▸ **Task description**: Whenever a line below includes the string "CloudAPIError", show it.
== Given records ==
use std::fmt::Display;

use thiserror::Error;

use crate::capacity::CapacityError;
use crate::cloud::{CloudAPIError, Server};
use crate::config::ConfigError;
use crate::reconciler::ApplyError;

#[derive(Error, Debug)]
pub enum ReconcileError {
    #[error("could not load configuration: `{0}`")]
    Config(#[from] ConfigError),

    #[error("capacity validation failed: `{0}`")]
    Capacity(#[from] CapacityError),

    #[error("could not list servers from the cloud: `{0}`")]
    CloudAPI(#[from] CloudAPIError),

    #[error("one or more actions failed during apply: {0}")]
    Apply(ApplyFailures),
}

/// Aggregates the per-server failures collected while applying a plan, so
/// one bad server doesn't prevent logging what happened to the rest
/// (§4.7 failure isolation).
#[derive(Debug, Default)]
pub struct ApplyFailures(pub Vec<(String, ApplyError)>);

impl ApplyFailures {
    pub fn push(&mut self, server_or_group: impl Into<String>, error: ApplyError) {
        self.0.push((server_or_group.into(), error));
    }

    pub fn is_empty(&self) -> bool {
        self.0.is_empty()
    }
}

impl Display for ApplyFailures {
    fn fmt(&self, f: &mut std::fmt::Formatter<'_>) -> std::fmt::Result {
        let joined = self
            .0
            .iter()
            .map(|(who, error)| format!("{who}: {error}"))
            .collect::<Vec<_>>()
            .join(", ");
        write!(f, "[{joined}]")
    }
}

/// Shared identification for log messages: a server's name if known, the
/// group id otherwise.
pub fn describe(server: Option<&Server>, group_id: &str) -> String {
    match server {
        Some(s) => format!("{group_id}/{}", s.name),
        None => group_id.to_string(),
    }
}
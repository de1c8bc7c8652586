//! External cloud-client contract (§6). The reconciler depends only on this
//! trait; a real OpenStack-backed implementation is a collaborator outside
//! this crate's scope (§1 Non-goals).

use std::collections::HashMap;

use thiserror::Error;

#[cfg(test)]
use mockall::automock;

#[derive(Error, Debug)]
pub enum CloudAPIError {
    #[error("cloud API request failed: `{0}`")]
    Request(String),

    #[error("no image found for reference `{0}`")]
    ImageNotFound(String),

    #[error("no flavor found for reference `{0}`")]
    FlavorNotFound(String),

    #[error("no network found for reference `{0}`")]
    NetworkNotFound(String),
}

#[derive(Error, Debug)]
pub enum WaitError {
    #[error("server `{0}` did not reach status `{1}` within the allotted time")]
    StateWaitTimeout(String, String),

    #[error("server `{0}` was not deleted within the allotted time")]
    DeleteTimeout(String),

    #[error(transparent)]
    CloudAPI(#[from] CloudAPIError),
}

#[derive(Debug, Clone, PartialEq, Eq)]
pub enum ServerStatus {
    Build,
    Active,
    Error,
    Other(String),
}

impl ServerStatus {
    pub fn from_raw(raw: &str) -> Self {
        match raw {
            "BUILD" => ServerStatus::Build,
            "ACTIVE" => ServerStatus::Active,
            "ERROR" => ServerStatus::Error,
            other => ServerStatus::Other(other.to_string()),
        }
    }
}

#[derive(Debug, Clone)]
pub struct Server {
    pub id: String,
    pub name: String,
    pub status: ServerStatus,
    pub image_id: Option<String>,
    /// network name -> list of IP addresses, in the order reported by the
    /// cloud (mirrors OpenStack's `server.addresses`).
    pub addresses: HashMap<String, Vec<String>>,
    pub networks: Vec<String>,
}

#[derive(Debug, Clone, Default)]
pub struct BlockDeviceMapping {
    pub source_type: String,
    pub destination_type: String,
    pub boot_index: i32,
    pub volume_size: u32,
    pub volume_type: String,
    pub delete_on_termination: bool,
}

#[derive(Debug, Clone)]
pub struct CreateServerSpec {
    pub name: String,
    pub flavor_ref: String,
    pub image_ref: Option<String>,
    pub key_name: String,
    pub availability_zone: Option<String>,
    pub network_uuids: Vec<String>,
    pub user_data_base64: String,
    pub security_groups: Vec<String>,
    pub block_device_mapping_v2: Vec<BlockDeviceMapping>,
}

#[cfg_attr(test, automock)]
pub trait CloudClient {
    fn list_servers(&self) -> Result<Vec<Server>, CloudAPIError>;
    fn find_server(&self, id: &str) -> Result<Option<Server>, CloudAPIError>;
    fn create_server(&self, spec: CreateServerSpec) -> Result<Server, CloudAPIError>;
    fn delete_server(&self, server: &Server) -> Result<(), CloudAPIError>;
    fn find_image(&self, name_or_id: &str) -> Result<String, CloudAPIError>;
    fn find_flavor(&self, name_or_id: &str) -> Result<String, CloudAPIError>;
    fn find_network(&self, name_or_id: &str) -> Result<String, CloudAPIError>;
}

/// `true` iff `value` already looks like a UUID, in which case resolution
/// by name can be skipped (mirrors `synchronize.py`'s create_server, which
/// accepts either a UUID or a human name for flavor/image/network).
pub fn looks_like_uuid(value: &str) -> bool {
    value.len() == 36 && value.chars().filter(|c| *c == '-').count() == 4
}

#[cfg(test)]
mod tests {
    use super::*;

    #[test]
    fn uuid_detection() {
        assert!(looks_like_uuid("550e8400-e29b-41d4-a716-446655440000"));
        assert!(!looks_like_uuid("htcondor-secondary"));
    }
}
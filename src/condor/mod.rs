//! HTCondor Controller (§4.4): drive a single node through
//! drain/status/off using the Remote Command Runner.

use std::time::{Duration, Instant};

use ssh2::Session;
use thiserror::Error;
use tracing::{debug, instrument};

use crate::ssh::{self, RemoteCommandError};

#[derive(Error, Debug)]
pub enum CondorError {
    #[error(transparent)]
    RemoteCommand(#[from] RemoteCommandError),

    #[error("unexpected condor_drain output: stdout=`{stdout}` stderr=`{stderr}`")]
    UnexpectedCondorOutput { stdout: String, stderr: String },

    #[error("condor shutdown did not complete within {0:?}")]
    CondorShutdownTimeout(Duration),
}

const HOSTNAME_CMD: &str = "hostname -f";

fn command_on_self(verb: &str) -> String {
    format!("{verb} `{HOSTNAME_CMD}`")
}

/// Runs `condor_drain` on the node itself. Accepted outcomes: stdout
/// contains "Sent request to drain", stderr contains "Draining already in
/// progress", or stderr contains "Can't find address" (node already gone —
/// treated as benign per §9's open question).
#[instrument(skip(session))]
pub fn condor_drain(session: &Session) -> Result<(), CondorError> {
    let command = command_on_self("condor_drain");

    // `condor_drain` routinely exits non-zero for the "already draining" /
    // "node already gone" cases, so stdout/stderr are classified even when
    // `ssh::run` reports a non-zero exit, rather than treating that exit
    // status alone as fatal.
    let (stdout, stderr) = match ssh::run(session, &command) {
        Ok(output) => (output.stdout, output.stderr),
        Err(RemoteCommandError::NonZeroExit { stdout, stderr, .. }) => (stdout, stderr),
        Err(err) => return Err(err.into()),
    };

    if stdout.contains("Sent request to drain")
        || stderr.contains("Draining already in progress")
        || stderr.contains("Can't find address")
    {
        Ok(())
    } else {
        Err(CondorError::UnexpectedCondorOutput { stdout, stderr })
    }
}

/// `true` iff the node still has more than one active slot (implying
/// claimed work still running).
#[instrument(skip(session))]
pub fn condor_active(session: &Session) -> Result<bool, CondorError> {
    let command = format!("condor_status | grep slot.*@`{HOSTNAME_CMD}`");
    let output = match ssh::run(session, &command) {
        Ok(output) => output,
        // grep with no matches exits 1; treat that as "no slots", not an error.
        Err(RemoteCommandError::NonZeroExit { exit_code: 1, .. }) => {
            return Ok(false);
        }
        Err(err) => return Err(err.into()),
    };

    let slot_count = output
        .stdout
        .lines()
        .filter(|line| !line.trim().is_empty())
        .count();

    Ok(slot_count > 1)
}

/// Runs `condor_off -graceful` on the node itself; output is ignored.
#[instrument(skip(session))]
pub fn condor_off(session: &Session) -> Result<(), CondorError> {
    let command = format!("/usr/sbin/condor_off -graceful `{HOSTNAME_CMD}`");
    match ssh::run(session, &command) {
        Ok(_) => Ok(()),
        Err(err) => Err(err.into()),
    }
}

/// Loop: drain, check activity, sleep, repeat until inactive or `timeout`
/// elapses. On success, issues `condor_off`.
#[instrument(skip(session))]
pub fn condor_graceful_shutdown(
    session: &Session,
    timeout: Duration,
    interval: Duration,
) -> Result<(), CondorError> {
    let deadline = Instant::now() + timeout;

    loop {
        let iteration_start = Instant::now();
        condor_drain(session)?;

        if !condor_active(session)? {
            debug!("node drained, issuing condor_off");
            condor_off(session)?;
            return Ok(());
        }

        if Instant::now() >= deadline {
            return Err(CondorError::CondorShutdownTimeout(timeout));
        }

        let elapsed = iteration_start.elapsed();
        let sleep_for = interval.saturating_sub(elapsed);
        std::thread::sleep(sleep_for.min(deadline.saturating_duration_since(Instant::now())));

        if Instant::now() >= deadline {
            return Err(CondorError::CondorShutdownTimeout(timeout));
        }
    }
}

#[cfg(test)]
mod tests {
    use super::*;

    #[test]
    fn command_on_self_wraps_hostname() {
        assert_eq!(command_on_self("condor_drain"), "condor_drain `hostname -f`");
    }
}
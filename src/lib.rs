//! Hidden service introduction and rendezvous handshake core
//!
//! This crate implements the cryptographic core that lets a client reach
//! a hidden service without either side learning the other's network
//! location:
//!
//! - The HS-ntor key exchange, deriving the INTRODUCE1 encryption/MAC
//!   keys and, later, the RENDEZVOUS1 auth tag and circuit key seed
//! - The ESTABLISH_INTRO cell a service sends to register with an
//!   introduction point: build, serialize, parse, verify
//! - The shared time period number synchronizing identity key rotation
//! - Installation of rendezvous key material onto an open circuit,
//!   turning it into a joined, data-ready rendezvous circuit
//!
//! Everything here is synchronous pure computation over caller-owned
//! buffers and structures: no I/O, no internal locking, no background
//! tasks. Path selection, cell transport, descriptor handling and
//! directory operations are separate layers.

pub mod error;
pub mod protocol;

pub use error::{HsError, Result};
pub use protocol::{
    client_introduce1_keys, client_rendezvous1_keys, next_time_period_num,
    service_introduce1_keys, service_rendezvous1_keys, setup_end_to_end, time_period_num,
    CellSigner, CircuitPurpose, CurveKeypair, Ed25519CellSigner, EstablishIntroCell,
    IntroCellKeys, RendCellKeys, RendezvousCircuit, Subcredential,
};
===
▸ **Response box**:
use crate::cloud::{CloudAPIError, Server};
    CloudAPI(#[from] CloudAPIError),
pub enum CloudAPIError {
    CloudAPI(#[from] CloudAPIError),
    fn list_servers(&self) -> Result<Vec<Server>, CloudAPIError>;
    fn find_server(&self, id: &str) -> Result<Option<Server>, CloudAPIError>;
    fn create_server(&self, spec: CreateServerSpec) -> Result<Server, CloudAPIError>;
    fn delete_server(&self, server: &Server) -> Result<(), CloudAPIError>;
    fn find_image(&self, name_or_id: &str) -> Result<String, CloudAPIError>;
    fn find_flavor(&self, name_or_id: &str) -> Result<String, CloudAPIError>;
    fn find_network(&self, name_or_id: &str) -> Result<String, CloudAPIError>;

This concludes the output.